[news release] The APWG’s new Phishing Activity Trends Report reveals that the number of phishing attacks observed by APWG members grew through 2020, fully doubling over the course of the year. Attacks peaked in October 2020, with a high of 225,304 new phishing sites appearing in that month alone, breaking all previous monthly records.
In Brazil, security firm Axur saw a slower growth in the number of phishing attacks that targeted Brazilian companies and consumers in Brazil. But overall, Axur observed almost twice as many such phishing sites in 2020 as it did in 2019, a concerning year-over-year growth.
APWG contributor OpSec Security found that phishing that targeted financial institutions was the largest category of phishing in the fourth quarter, at 22.5 percent of all attacks. This category nosed out webmail and Software-as-a-Service (SaaS), which experienced 22.2 percent of all attacks. Phishing against the social media sector declined slightly to 11.8 percent, even as social media usage was high during the U.S. presidential election. In Brazil, Axur found that phishing against e-commerce sites constituted 45 percent of phishing attacks, perhaps taking advantage of consumers who are staying at home and using online shopping during the COVID-19 pandemic.
APWG contributor Agari continued to track “business email compromise” (BEC) attacks, one of the most damaging types of Internet crimes. BEC attacks that sought wire transfers from victim companies sought an average of $75,000 – a 56 percent increase from $48,000 in the third quarter of 2020. This increase is primarily due to a resurgence in BEC campaigns from “Cosmic Lynx,” a sophisticated Russian-based crime group. Agari observed one BEC attack in progress in which the wire transfer request was for a whopping $999,600.

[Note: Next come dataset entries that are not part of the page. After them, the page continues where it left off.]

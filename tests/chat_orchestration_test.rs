// ABOUTME: Integration tests for the chat orchestration pipeline
// ABOUTME: Exercises turn persistence semantics with a scripted LLM provider
//
// SPDX-License-Identifier: MIT OR Apache-2.0
// Copyright (c) 2025 Async-IO.org

#![allow(clippy::unwrap_used, clippy::expect_used, clippy::panic)]
#![allow(missing_docs)]

//! Integration tests for `process_chat_message`.
//!
//! These tests verify:
//! - A successful turn persists exactly one user and one assistant message
//! - A failed agent turn persists nothing
//! - Conversation resolution denies foreign and unknown ids
//! - Tool calls run against the caller's data and are reported back

mod common;

use common::{create_test_database, ScriptStep, ScriptedProvider};
use serde_json::json;
use taskchat::database::TaskFilter;
use taskchat::errors::ErrorCode;
use taskchat::llm::FunctionCall;
use taskchat::services::chat_orchestration::process_chat_message;

const HISTORY_LIMIT: i64 = 50;

#[tokio::test]
async fn test_successful_turn_persists_user_then_assistant() {
    let db = create_test_database().await;
    let provider = ScriptedProvider::with_text("Hello! How can I help with your tasks?");

    let outcome = process_chat_message(&db, &provider, "alice", "hi there", None, HISTORY_LIMIT)
        .await
        .unwrap();

    assert_eq!(outcome.response, "Hello! How can I help with your tasks?");
    assert!(outcome.tool_calls.is_empty());

    let messages = db
        .get_messages(&outcome.conversation_id, "alice")
        .await
        .unwrap();
    assert_eq!(messages.len(), 2);
    assert_eq!(messages[0].role, "user");
    assert_eq!(messages[0].content, "hi there");
    assert_eq!(messages[1].role, "assistant");
    assert_eq!(messages[1].content, "Hello! How can I help with your tasks?");
}

#[tokio::test]
async fn test_turn_bumps_conversation_recency() {
    let db = create_test_database().await;
    let conversation = db.create_conversation("alice").await.unwrap();
    let before = conversation.updated_at.clone();

    tokio::time::sleep(std::time::Duration::from_millis(5)).await;

    let provider = ScriptedProvider::with_text("Sure.");
    process_chat_message(
        &db,
        &provider,
        "alice",
        "hello again",
        Some(&conversation.id),
        HISTORY_LIMIT,
    )
    .await
    .unwrap();

    let after = db
        .get_conversation(&conversation.id, "alice")
        .await
        .unwrap()
        .unwrap();
    assert!(after.updated_at > before);
}

#[tokio::test]
async fn test_failed_agent_turn_persists_nothing() {
    let db = create_test_database().await;
    let conversation = db.create_conversation("alice").await.unwrap();
    let provider = ScriptedProvider::failing();

    let error = process_chat_message(
        &db,
        &provider,
        "alice",
        "add a task",
        Some(&conversation.id),
        HISTORY_LIMIT,
    )
    .await
    .unwrap_err();

    assert_eq!(error.code, ErrorCode::ExternalServiceUnavailable);

    // No orphaned user message
    let messages = db.get_messages(&conversation.id, "alice").await.unwrap();
    assert!(messages.is_empty());
}

#[tokio::test]
async fn test_blank_message_is_rejected() {
    let db = create_test_database().await;
    let provider = ScriptedProvider::with_text("unused");

    let error = process_chat_message(&db, &provider, "alice", "   ", None, HISTORY_LIMIT)
        .await
        .unwrap_err();
    assert_eq!(error.code, ErrorCode::InvalidInput);
}

#[tokio::test]
async fn test_foreign_and_unknown_conversations_are_denied_identically() {
    let db = create_test_database().await;
    let provider = ScriptedProvider::with_text("unused");

    let alices = db.create_conversation("alice").await.unwrap();

    let foreign = process_chat_message(
        &db,
        &provider,
        "bob",
        "hi",
        Some(&alices.id),
        HISTORY_LIMIT,
    )
    .await
    .unwrap_err();
    let unknown = process_chat_message(
        &db,
        &provider,
        "bob",
        "hi",
        Some("no-such-conversation"),
        HISTORY_LIMIT,
    )
    .await
    .unwrap_err();

    assert_eq!(foreign.code, ErrorCode::PermissionDenied);
    assert_eq!(unknown.code, ErrorCode::PermissionDenied);
    assert_eq!(foreign.message, unknown.message);
}

#[tokio::test]
async fn test_tool_calling_turn_mutates_tasks_and_reports_invocations() {
    let db = create_test_database().await;
    let provider = ScriptedProvider::new(vec![
        ScriptStep::ToolCalls(vec![FunctionCall {
            name: "add_task".to_owned(),
            args: json!({"title": "Buy milk", "description": "2 liters"}),
        }]),
        ScriptStep::Text("I've created a task called 'Buy milk'.".to_owned()),
    ]);

    let outcome = process_chat_message(
        &db,
        &provider,
        "alice",
        "add a task to buy milk",
        None,
        HISTORY_LIMIT,
    )
    .await
    .unwrap();

    assert_eq!(outcome.response, "I've created a task called 'Buy milk'.");
    assert_eq!(outcome.tool_calls.len(), 1);
    assert_eq!(outcome.tool_calls[0].name, "add_task");
    let result = outcome.tool_calls[0].result.as_deref().unwrap();
    assert!(result.contains("\"success\":true"));

    // The tool actually ran against alice's data
    let tasks = db.list_tasks("alice", TaskFilter::All).await.unwrap();
    assert_eq!(tasks.len(), 1);
    assert_eq!(tasks[0].title, "Buy milk");

    // And only alice's
    let bobs = db.list_tasks("bob", TaskFilter::All).await.unwrap();
    assert!(bobs.is_empty());
}

#[tokio::test]
async fn test_multi_step_turn_reports_each_invocation_independently() {
    let db = create_test_database().await;
    let provider = ScriptedProvider::new(vec![
        ScriptStep::ToolCalls(vec![
            FunctionCall {
                name: "add_task".to_owned(),
                args: json!({"title": "One"}),
            },
            FunctionCall {
                name: "add_task".to_owned(),
                args: json!({"title": ""}),
            },
            FunctionCall {
                name: "add_task".to_owned(),
                args: json!({"title": "Three"}),
            },
        ]),
        ScriptStep::Text("Added 'One' and 'Three'; the second had no title.".to_owned()),
    ]);

    let outcome = process_chat_message(
        &db,
        &provider,
        "alice",
        "add three tasks",
        None,
        HISTORY_LIMIT,
    )
    .await
    .unwrap();

    // One invocation record per call, success or not
    assert_eq!(outcome.tool_calls.len(), 3);
    assert!(outcome.tool_calls[0]
        .result
        .as_deref()
        .unwrap()
        .contains("\"success\":true"));
    assert!(outcome.tool_calls[1]
        .result
        .as_deref()
        .unwrap()
        .contains("\"success\":false"));

    // The failed middle step did not stop the rest
    let tasks = db.list_tasks("alice", TaskFilter::All).await.unwrap();
    assert_eq!(tasks.len(), 2);
}

#[tokio::test]
async fn test_tool_surface_is_withheld_from_text_only_providers() {
    let db = create_test_database().await;
    let provider = ScriptedProvider::text_only("I can chat, but I can't touch your tasks.");

    let outcome = process_chat_message(&db, &provider, "alice", "hello", None, HISTORY_LIMIT)
        .await
        .unwrap();

    assert_eq!(
        outcome.response,
        "I can chat, but I can't touch your tasks."
    );
    assert!(outcome.tool_calls.is_empty());

    // No declarations were attached to the request
    let attachments = provider.seen_tool_attachment.lock().unwrap();
    assert_eq!(attachments.as_slice(), &[false]);
}

#[tokio::test]
async fn test_tool_surface_is_attached_for_capable_providers() {
    let db = create_test_database().await;
    let provider = ScriptedProvider::with_text("Happy to help.");

    process_chat_message(&db, &provider, "alice", "hello", None, HISTORY_LIMIT)
        .await
        .unwrap();

    let attachments = provider.seen_tool_attachment.lock().unwrap();
    assert_eq!(attachments.as_slice(), &[true]);
}

#[tokio::test]
async fn test_empty_agent_reply_substitutes_fallback() {
    let db = create_test_database().await;
    let provider = ScriptedProvider::new(vec![ScriptStep::Empty]);

    let outcome = process_chat_message(&db, &provider, "alice", "hello", None, HISTORY_LIMIT)
        .await
        .unwrap();

    assert_eq!(
        outcome.response,
        "I'm sorry, I wasn't able to generate a response."
    );

    // The fallback is persisted like any assistant reply
    let messages = db
        .get_messages(&outcome.conversation_id, "alice")
        .await
        .unwrap();
    assert_eq!(messages.len(), 2);
    assert_eq!(messages[1].content, outcome.response);
}

#[tokio::test]
async fn test_history_is_bounded_before_reaching_the_provider() {
    let db = create_test_database().await;
    let conversation = db.create_conversation("alice").await.unwrap();
    for i in 0..8 {
        db.append_message(&conversation.id, "alice", "user", &format!("old {i}"))
            .await
            .unwrap();
    }

    let provider = ScriptedProvider::with_text("ok");
    process_chat_message(
        &db,
        &provider,
        "alice",
        "latest",
        Some(&conversation.id),
        3,
    )
    .await
    .unwrap();

    // system prompt + 3 history messages + the new message
    let counts = provider.seen_message_counts.lock().unwrap();
    assert_eq!(counts.as_slice(), &[5]);
}

#[tokio::test]
async fn test_concurrent_new_conversations_stay_distinct() {
    let db = create_test_database().await;
    let provider_a = ScriptedProvider::with_text("a");
    let provider_b = ScriptedProvider::with_text("b");

    let (a, b) = tokio::join!(
        process_chat_message(&db, &provider_a, "alice", "first", None, HISTORY_LIMIT),
        process_chat_message(&db, &provider_b, "alice", "second", None, HISTORY_LIMIT),
    );

    let a = a.unwrap();
    let b = b.unwrap();
    assert_ne!(a.conversation_id, b.conversation_id);

    // Each conversation holds exactly its own turn
    let messages_a = db.get_messages(&a.conversation_id, "alice").await.unwrap();
    let messages_b = db.get_messages(&b.conversation_id, "alice").await.unwrap();
    assert_eq!(messages_a.len(), 2);
    assert_eq!(messages_b.len(), 2);
}

#[tokio::test]
async fn test_continued_conversation_receives_prior_history() {
    let db = create_test_database().await;

    let first = ScriptedProvider::with_text("Noted.");
    let outcome = process_chat_message(&db, &first, "alice", "remember the milk", None, 50)
        .await
        .unwrap();

    let second = ScriptedProvider::with_text("You asked about milk.");
    process_chat_message(
        &db,
        &second,
        "alice",
        "what did I say?",
        Some(&outcome.conversation_id),
        50,
    )
    .await
    .unwrap();

    // system + 2 persisted turn messages + the new message
    let counts = second.seen_message_counts.lock().unwrap();
    assert_eq!(counts.as_slice(), &[4]);
}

RiskIQ analyzed the use of domain names for phishing. “It appears that most of the domain names used for phishing are not compromised infrastructure, but are malicious domain name registrations created by the threat actors themselves,” said Jonathan Matkowsky of RiskIQ’s Incident Investigation and Intelligence (i3) team. Both RiskIQ and Agari saw these kinds of criminal domain name registrations were concentrated at a few registrars and in a few top-level domains.
Phishers are also deploying encryption to fool users into thinking that phishing sites are legitimate and safe. APWG contributor PhishLabs found that in the fourth quarter of 2020, 84 percent of phishing sites had SSL encryption enabled. Encryption is deployed on phishing sites more often than on regular web sites: SSL is currently found on only 66.8 percent of all web sites across the Internet.
The full text of the report is available here: http://docs.apwg.org/reports/apwg_trends_report_q4_2020.pdf
About the APWG
Founded in 2003, the Anti-Phishing Working Group, (APWG) is the global industry, law enforcement, and government coalition focused on unifying the global response to electronic crime. Membership is open to qualified financial institutions, online retailers, ISPs and Telcos, the law enforcement community, solutions providers, multilateral treaty organizations, research centers, trade associations and government agencies. There are more than 1,800 companies, government agencies and NGOs participating in the APWG worldwide. The APWG’s www.apwg.org and education.apwg.org websites offer the public, industry and government agencies practical information about phishing and electronically mediated fraud as well as pointers to pragmatic technical solutions that provide immediate protection.